[Stored dataset items]
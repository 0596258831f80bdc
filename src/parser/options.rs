//! Parsing options and configuration.

/// Options for reading PDF documents into spans.
#[derive(Debug, Clone)]
pub struct ParseOptions {
    /// Error handling mode
    pub error_mode: ErrorMode,

    /// Normalize run text to Unicode NFC
    pub normalize_unicode: bool,
}

impl ParseOptions {
    /// Create new parse options with defaults.
    pub fn new() -> Self {
        Self::default()
    }

    /// Set error mode.
    pub fn with_error_mode(mut self, mode: ErrorMode) -> Self {
        self.error_mode = mode;
        self
    }

    /// Enable lenient mode (pages that fail to decode yield no lines).
    pub fn lenient(mut self) -> Self {
        self.error_mode = ErrorMode::Lenient;
        self
    }

    /// Enable or disable NFC normalization.
    pub fn with_unicode_normalization(mut self, normalize: bool) -> Self {
        self.normalize_unicode = normalize;
        self
    }
}

impl Default for ParseOptions {
    fn default() -> Self {
        Self {
            error_mode: ErrorMode::Strict,
            normalize_unicode: true,
        }
    }
}

/// Error handling mode during parsing.
#[derive(Debug, Clone, Copy, PartialEq, Eq, Default)]
pub enum ErrorMode {
    /// Fail on any page error
    #[default]
    Strict,
    /// Skip pages that cannot be decoded and continue
    Lenient,
}
//! Batch outline extraction over a directory of PDFs.

use rayon::prelude::*;
use std::fs;
use std::path::{Path, PathBuf};

use crate::analysis::{OutlineExtractor, OutlineOptions};
use crate::error::{Error, Result};
use crate::model::DocumentOutline;
use crate::parser::{ParseOptions, PdfSpanSource};
use crate::render::{to_json, JsonFormat};

/// Options for batch processing.
#[derive(Debug, Clone)]
pub struct BatchOptions {
    /// Outline extraction options
    pub outline: OutlineOptions,

    /// PDF reading options
    pub parse: ParseOptions,

    /// Process files in parallel
    pub parallel: bool,
}

impl BatchOptions {
    /// Create new batch options with defaults.
    pub fn new() -> Self {
        Self::default()
    }

    /// Set outline options.
    pub fn with_outline_options(mut self, outline: OutlineOptions) -> Self {
        self.outline = outline;
        self
    }

    /// Set parse options.
    pub fn with_parse_options(mut self, parse: ParseOptions) -> Self {
        self.parse = parse;
        self
    }

    /// Process one file at a time.
    pub fn sequential(mut self) -> Self {
        self.parallel = false;
        self
    }
}

impl Default for BatchOptions {
    fn default() -> Self {
        Self {
            outline: OutlineOptions::default(),
            parse: ParseOptions::default().lenient(),
            parallel: true,
        }
    }
}

/// Result for one input file.
#[derive(Debug, Clone, PartialEq, Eq)]
pub struct BatchItem {
    /// Input PDF
    pub input: PathBuf,

    /// JSON file written
    pub output: PathBuf,

    /// The outline written
    pub outline: DocumentOutline,

    /// Why the document could not be read, if it could not
    pub error: Option<String>,
}

/// Results of a batch run, ordered by input file name.
#[derive(Debug, Clone, Default, PartialEq, Eq)]
pub struct BatchSummary {
    pub items: Vec<BatchItem>,
}

impl BatchSummary {
    /// Number of files written.
    pub fn processed(&self) -> usize {
        self.items.len()
    }

    /// Items whose document could not be read.
    pub fn failed(&self) -> impl Iterator<Item = &BatchItem> {
        self.items.iter().filter(|item| item.error.is_some())
    }
}

/// PDF files directly inside `dir`, sorted by file name.
pub fn list_pdfs<P: AsRef<Path>>(dir: P) -> Result<Vec<PathBuf>> {
    let mut files = Vec::new();
    for entry in fs::read_dir(dir)? {
        let path = entry?.path();
        let is_pdf = path
            .extension()
            .is_some_and(|ext| ext.eq_ignore_ascii_case("pdf"));
        if is_pdf && path.is_file() {
            files.push(path);
        }
    }
    files.sort();
    Ok(files)
}

/// Extract the outline of one PDF file.
pub fn outline_file<P: AsRef<Path>>(path: P, options: &BatchOptions) -> Result<DocumentOutline> {
    let source = PdfSpanSource::open_with_options(path, options.parse.clone())?;
    OutlineExtractor::new(options.outline.clone()).try_extract(&source)
}

/// Process one PDF, writing `<stem>.json` into `output_dir`.
///
/// A document that cannot be read is written as the empty outline; only
/// failing to write the JSON is an error.
pub fn process_file(input: &Path, output_dir: &Path, options: &BatchOptions) -> Result<BatchItem> {
    let (outline, error) = match outline_file(input, options) {
        Ok(outline) => (outline, None),
        Err(e) => {
            log::warn!("Failed to read {}: {}", input.display(), e);
            (DocumentOutline::empty(), Some(e.to_string()))
        }
    };

    let stem = input
        .file_stem()
        .ok_or_else(|| Error::Other(format!("{} has no file name", input.display())))?
        .to_string_lossy();
    let output = output_dir.join(format!("{}.json", stem));
    fs::write(&output, to_json(&outline, JsonFormat::Pretty)?)?;
    log::info!("Processed {} -> {}", input.display(), output.display());

    Ok(BatchItem {
        input: input.to_path_buf(),
        output,
        outline,
        error,
    })
}

/// Process every PDF in `input_dir`.
pub fn process_directory<P, Q>(input_dir: P, output_dir: Q, options: &BatchOptions) -> Result<BatchSummary>
where
    P: AsRef<Path>,
    Q: AsRef<Path>,
{
    process_directory_with_progress(input_dir, output_dir, options, |_| {})
}

/// Process every PDF in `input_dir`, calling `on_item` after each file.
pub fn process_directory_with_progress<P, Q, F>(
    input_dir: P,
    output_dir: Q,
    options: &BatchOptions,
    on_item: F,
) -> Result<BatchSummary>
where
    P: AsRef<Path>,
    Q: AsRef<Path>,
    F: Fn(&BatchItem) + Sync,
{
    let output_dir = output_dir.as_ref();
    fs::create_dir_all(output_dir)?;

    let files = list_pdfs(input_dir)?;
    let run = |path: &PathBuf| -> Result<BatchItem> {
        let item = process_file(path, output_dir, options)?;
        on_item(&item);
        Ok(item)
    };

    let items: Result<Vec<BatchItem>> = if options.parallel {
        files.par_iter().map(run).collect()
    } else {
        files.iter().map(run).collect()
    };

    Ok(BatchSummary { items: items? })
}

#[cfg(test)]
mod tests {
    use super::*;
    use tempfile::TempDir;

    #[test]
    fn test_list_pdfs_filters_and_sorts() {
        let dir = TempDir::new().unwrap();
        for name in ["b.pdf", "a.PDF", "notes.txt", "c.pdf.bak"] {
            fs::write(dir.path().join(name), b"x").unwrap();
        }
        fs::create_dir(dir.path().join("sub.pdf")).unwrap();

        let names: Vec<_> = list_pdfs(dir.path())
            .unwrap()
            .iter()
            .map(|p| p.file_name().unwrap().to_string_lossy().into_owned())
            .collect();
        assert_eq!(names, vec!["a.PDF", "b.pdf"]);
    }

    #[test]
    fn test_unreadable_pdf_writes_empty_outline() {
        let input = TempDir::new().unwrap();
        let output = TempDir::new().unwrap();
        let pdf = input.path().join("broken.pdf");
        fs::write(&pdf, b"not a pdf").unwrap();

        let item = process_file(&pdf, output.path(), &BatchOptions::default()).unwrap();
        assert!(item.error.is_some());
        assert_eq!(item.output, output.path().join("broken.json"));

        let json = fs::read_to_string(&item.output).unwrap();
        assert_eq!(json, "{\n  \"title\": \"\",\n  \"outline\": []\n}");
    }

    #[test]
    fn test_input_without_file_name_is_an_error() {
        let output = TempDir::new().unwrap();
        let result = process_file(Path::new("/"), output.path(), &BatchOptions::default());
        assert!(matches!(result, Err(Error::Other(_))));
    }

    #[test]
    fn test_options_builder() {
        let options = BatchOptions::new().sequential();
        assert!(!options.parallel);
        assert_eq!(options.parse.error_mode, crate::parser::ErrorMode::Lenient);
    }
}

TASK DETAILS: Every line of the data above that includes "Enable" should be listed.

RESULT FOR THIS EXERCISE:
    /// Enable lenient mode (pages that fail to decode yield no lines).
    /// Enable or disable NFC normalization.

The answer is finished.